Reiner apenas logró reprimir una sonrisa. De repente, supo que podía recoger la estaca. Nunca se había sentido tan vivo y dueño de sus capacidades como en ese momento. Entonces se contuvo. Le habían ordenado que se escabullera dentro del fuerte y averiguara los secretos que allí había. Ganarse enemigos entre los oficiales no sería bueno para ese propósito. Tendría que fallar y dejar que Halmer ganara. La tentación de hacer la última carrera con la lanza en posición de desfile también tuvo que ser reprimida. Halmer no quedaría encantado con él por dejarlo ganar, y Gutzmann tampoco. El general no era el tipo de hombre que toleraría que un soldado no intentara hacer lo mejor que pudiera. Así pues, Reiner tenía que hacer que pareciese un fallo auténtico.

Cuando el soldado bajó la bandera, Reiner espoleó al caballo y bajó la lanza, que susurró entre las escasas hierbas de la pista como un tiburón a través de un mar somero dirigida hacia la estaca. Sabía que acertaría. Sabía que podía ensartar la estaca justo en el centro.
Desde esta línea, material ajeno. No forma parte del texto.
#[async_trait]
impl WalletStore for PgStore {
    async fn ping(&self) -> Result<(), AppError> {
        sqlx::query("SELECT 1").fetch_one(&self.pool).await?;
        Ok(())
    }

    async fn get_or_create_wallet(&self, user_id: Uuid) -> Result<Wallet, AppError> {
        let mut conn = self.pool.acquire().await?;
        ensure_wallet(&mut conn, user_id).await?;

        let wallet = sqlx::query_as::<_, Wallet>(
            r#"
            SELECT id, user_id, balance, total_earnings, pending_earnings, withdrawn_amount,
                   created_at, updated_at
            FROM wallets
            WHERE user_id = $1
            "#,
        )
        .bind(user_id)
        .fetch_one(&mut *conn)
        .await?;

        Ok(wallet)
    }

    async fn list_wallets(&self, page: PageRequest) -> Result<Page<Wallet>, AppError> {
        let total = sqlx::query_scalar::<_, i64>("SELECT COUNT(*) FROM wallets")
            .fetch_one(&self.pool)
            .await?;

        let items = sqlx::query_as::<_, Wallet>(
            r#"
            SELECT id, user_id, balance, total_earnings, pending_earnings, withdrawn_amount,
                   created_at, updated_at
            FROM wallets
            ORDER BY created_at DESC, id DESC
            LIMIT $1 OFFSET $2
            "#,
        )
        .bind(page.limit)
        .bind(page.offset)
        .fetch_all(&self.pool)
        .await?;

        Ok(Page {
            items,
            total,
            limit: page.limit,
            offset: page.offset,
        })
    }

    async fn list_transactions(
        &self,
        filter: &TransactionFilter,
        page: PageRequest,
    ) -> Result<Page<Transaction>, AppError> {
        let mut count = QueryBuilder::<Postgres>::new("SELECT COUNT(*) FROM transactions");
        push_filter(&mut count, filter);
        let total = count
            .build_query_scalar::<i64>()
            .fetch_one(&self.pool)
            .await?;

        let mut select = QueryBuilder::<Postgres>::new(
            "SELECT id, user_id, type, amount, source, description, balance_after, metadata, \
             created_at FROM transactions",
        );
        push_filter(&mut select, filter);
        select
            .push(" ORDER BY created_at DESC, id DESC LIMIT ")
            .push_bind(page.limit)
            .push(" OFFSET ")
            .push_bind(page.offset);
        let items = select
            .build_query_as::<Transaction>()
            .fetch_all(&self.pool)
            .await?;

        Ok(Page {
            items,
            total,
            limit: page.limit,
            offset: page.offset,
        })
    }

    async fn reserved_for_withdrawal(&self, user_id: Uuid) -> Result<Decimal, AppError> {
        let mut conn = self.pool.acquire().await?;
        Ok(reserved_for(&mut conn, user_id).await?)
    }

    async fn post(
        &self,
        entries: Vec<(NewTransaction, Posting)>,
    ) -> Result<Vec<(Wallet, Transaction)>, AppError> {
        let mut tx = self.pool.begin().await?;

        // Lock in a fixed order so two batches touching the same wallets
        // cannot deadlock.
        let mut user_ids: Vec<Uuid> = entries.iter().map(|(entry, _)| entry.user_id).collect();
        user_ids.sort();
        user_ids.dedup();

        let mut wallets = HashMap::with_capacity(user_ids.len());
        for user_id in user_ids {
            wallets.insert(user_id, lock_wallet(&mut tx, user_id).await?);
        }

        let mut written = Vec::with_capacity(entries.len());
        for (entry, posting) in entries {
            let borrow_id = (entry.source == TransactionSource::LendingFee)
                .then(|| entry.metadata.borrow_request_id.clone())
                .flatten();

            let wallet = wallets
                .get_mut(&entry.user_id)
                .ok_or_else(|| AppError::Internal("wallet was not locked".into()))?;
            wallet.apply(posting)?;
            save_wallet(&mut tx, wallet).await?;

            let record = entry.into_transaction(wallet.balance);
            if let Err(err) = insert_transaction(&mut tx, &record).await {
                return Err(match borrow_id {
                    Some(id) if is_lending_fee_duplicate(&err) => {
                        AppError::LendingFeeAlreadyCaptured(id)
                    }
                    _ => err.into(),
                });
            }
            written.push((wallet.clone(), record));
        }

        tx.commit().await?;
        debug!(entries = written.len(), "posted ledger batch");
        Ok(written)
    }

    async fn submit_withdrawal(
        &self,
        request: NewTransaction,
    ) -> Result<WithdrawalSubmission, AppError> {
        let mut tx = self.pool.begin().await?;
        let wallet = lock_wallet(&mut tx, request.user_id).await?;

        if let Some(key) = request.metadata.idempotency_key.as_deref() {
            let existing = sqlx::query_as::<_, Transaction>(
                r#"
                SELECT id, user_id, type, amount, source, description, balance_after, metadata,
                       created_at
                FROM transactions
                WHERE user_id = $1 AND source = 'withdrawal'
                  AND metadata->>'idempotencyKey' = $2
                "#,
            )
            .bind(request.user_id)
            .bind(key)
            .fetch_optional(&mut *tx)
            .await?;

            if let Some(existing) = existing {
                tx.rollback().await?;
                return Ok(WithdrawalSubmission::Existing(existing));
            }
        }

        let reserved = reserved_for(&mut tx, request.user_id).await?;
        let available = wallet.pending_earnings - reserved;
        if request.amount > available {
            return Err(LedgerError::InsufficientPendingEarnings {
                available: available.max(Decimal::ZERO),
                requested: request.amount,
            }
            .into());
        }

        let record = request.into_transaction(wallet.balance);
        insert_transaction(&mut tx, &record).await?;
        tx.commit().await?;

        Ok(WithdrawalSubmission::Created(record))
    }

    async fn settle_withdrawal(
        &self,
        request_id: Uuid,
        decision: &WithdrawalDecision,
    ) -> Result<(Transaction, Wallet), AppError> {
        let mut tx = self.pool.begin().await?;

        // Request row first, then the wallet: concurrent settlements of the
        // same request queue here and the later one sees the final status.
        let mut request = sqlx::query_as::<_, Transaction>(
            r#"
            SELECT id, user_id, type, amount, source, description, balance_after, metadata,
                   created_at
            FROM transactions
            WHERE id = $1 AND source = 'withdrawal'
            FOR UPDATE
            "#,
        )
        .bind(request_id)
        .fetch_optional(&mut *tx)
        .await?
        .ok_or(AppError::WithdrawalNotFound)?;

        let mut wallet = lock_wallet(&mut tx, request.user_id).await?;
        let before = wallet.clone();
        request.settle(decision, &mut wallet)?;

        if wallet != before {
            save_wallet(&mut tx, &wallet).await?;
        }

        sqlx::query("UPDATE transactions SET metadata = $1, balance_after = $2 WHERE id = $3")
            .bind(Json(&request.metadata))
            .bind(request.balance_after)
            .bind(request.id)
            .execute(&mut *tx)
            .await?;

        tx.commit().await?;
        Ok((request, wallet))
    }

    async fn platform_summary(&self, platform_account: Uuid) -> Result<PlatformSummary, AppError> {
        let wallets = sqlx::query(
            r#"
            SELECT COUNT(*) AS wallet_count,
                   COALESCE(SUM(balance), 0) AS total_balance,
                   COALESCE(SUM(total_earnings), 0) AS total_earnings,
                   COALESCE(SUM(pending_earnings), 0) AS total_pending_earnings,
                   COALESCE(SUM(withdrawn_amount), 0) AS total_withdrawn
            FROM wallets
            WHERE user_id <> $1
            "#,
        )
        .bind(platform_account)
        .fetch_one(&self.pool)
        .await?;

        let ledger = sqlx::query(
            r#"
            SELECT COUNT(*) AS transaction_count,
                   COALESCE(SUM(amount) FILTER (WHERE source = 'platform_commission'), 0)
                       AS total_platform_commission,
                   COUNT(*) FILTER (
                       WHERE source = 'withdrawal' AND metadata->>'status' = 'pending'
                   ) AS pending_withdrawal_count,
                   COALESCE(SUM(amount) FILTER (
                       WHERE source = 'withdrawal' AND metadata->>'status' = 'pending'
                   ), 0) AS pending_withdrawal_amount,
                   COALESCE(SUM(amount) FILTER (
                       WHERE source = 'withdrawal' AND metadata->>'status' = 'approved'
                   ), 0) AS approved_withdrawal_amount
            FROM transactions
            "#,
        )
        .fetch_one(&self.pool)
        .await?;

        Ok(PlatformSummary {
            wallet_count: wallets.try_get("wallet_count")?,
            total_balance: wallets.try_get("total_balance")?,
            total_earnings: wallets.try_get("total_earnings")?,
            total_pending_earnings: wallets.try_get("total_pending_earnings")?,
            total_withdrawn: wallets.try_get("total_withdrawn")?,
            total_platform_commission: ledger.try_get("total_platform_commission")?,
            pending_withdrawal_count: ledger.try_get("pending_withdrawal_count")?,
            pending_withdrawal_amount: ledger.try_get("pending_withdrawal_amount")?,
            approved_withdrawal_amount: ledger.try_get("approved_withdrawal_amount")?,
            transaction_count: ledger.try_get("transaction_count")?,
        })
    }

    async fn insert_notification(&self, notification: &Notification) -> Result<(), AppError> {
        sqlx::query(
            r#"
            INSERT INTO notifications
                (id, user_id, kind, title, message, transaction_id, read, created_at)
            VALUES ($1, $2, $3, $4, $5, $6, $7, $8)
            "#,
        )
        .bind(notification.id)
        .bind(notification.user_id)
        .bind(notification.kind)
        .bind(&notification.title)
        .bind(&notification.message)
        .bind(notification.transaction_id)
        .bind(notification.read)
        .bind(notification.created_at)
        .execute(&self.pool)
        .await?;
        Ok(())
    }

    async fn list_notifications(
        &self,
        user_id: Uuid,
        unread_only: bool,
        page: PageRequest,
    ) -> Result<Page<Notification>, AppError> {
        let total = sqlx::query_scalar::<_, i64>(
            "SELECT COUNT(*) FROM notifications WHERE user_id = $1 AND (NOT $2 OR NOT read)",
        )
        .bind(user_id)
        .bind(unread_only)
        .fetch_one(&self.pool)
        .await?;

        let items = sqlx::query_as::<_, Notification>(
            r#"
            SELECT id, user_id, kind, title, message, transaction_id, read, created_at
            FROM notifications
            WHERE user_id = $1 AND (NOT $2 OR NOT read)
            ORDER BY created_at DESC, id DESC
            LIMIT $3 OFFSET $4
            "#,
        )
        .bind(user_id)
        .bind(unread_only)
        .bind(page.limit)
        .bind(page.offset)
        .fetch_all(&self.pool)
        .await?;

        Ok(Page {
            items,
            total,
            limit: page.limit,
            offset: page.offset,
        })
    }

    async fn mark_notification_read(&self, user_id: Uuid, id: Uuid) -> Result<bool, AppError> {
        let result =
            sqlx::query("UPDATE notifications SET read = TRUE WHERE id = $1 AND user_id = $2")
                .bind(id)
                .bind(user_id)
                .execute(&self.pool)
                .await?;
        Ok(result.rows_affected() > 0)
    }
}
Necesitó hasta la última pizca de control de sí mismo para desviar la lanza un poco hacia el interior, y de todos modos estuvo a punto de pinchar la estaca, que saltó del suelo al recibir el golpe justo en el borde.

Reiner frenó al caballo mientras reía y maldecía, y luego regresó con tristeza al principio de la pista.

—La tenía, mi señor —dijo—. La tenía de verdad. Fue el aliento de mi caballo lo que la desvió a un lado.

Gutzmann y los caballeros se echaron a reír y Halmer se unió a ellos, pero Reiner sintió que el capitán lo observaba con ojos fríos y suspicaces cuando entregó la lanza y salió del campo.

Franka lanzó una mirada feroz hacia la liza cuando cogió las riendas que él le entregaba y lo ayudó a desmontar.

—Ojalá lo hubieses derrotado. Matón jactancioso.

—Ojalá hubiese podido permitirme ese placer.

Franka lo miró con los ojos muy abiertos.

—¿Lo dejaste ganar?

—Dejé ganar a Manfred —replicó Reiner con acritud—. Incluso desde Altdorf me hace bailar al son de su música.

Después de que Gutzmann ganara entre las aclamaciones de los soldados, los oficiales se retiraron a la roqueta del fuerte para cenar en el gran comedor. Los sargentos y cabos recién llegados fueron invitados a comer con sus nuevos camaradas, y Reiner, puesto que había aguantado más tiempo que los otros en el juego, fue escogido por Gutzmann para que se sentara con él y los oficiales superiores en torno a una mesa situada sobre una plataforma que había en un extremo del comedor. La mesa era larga pero, a pesar de eso, apenas si bastaba para dar cabida a todos los oficiales presentes. Daba la impresión de que Gutzmann casi había doblado la guarnición original de hombres, muchos más de los que eran necesarios para guardar el paso. Tanto los capitanes de caballería como los de infantería se encontraban entre ellos, pero Reiner reparó en que los de caballería ocupaban los asientos centrales, más cerca de Gutzmann, mientras que los de infantería quedaban relegados a los extremos.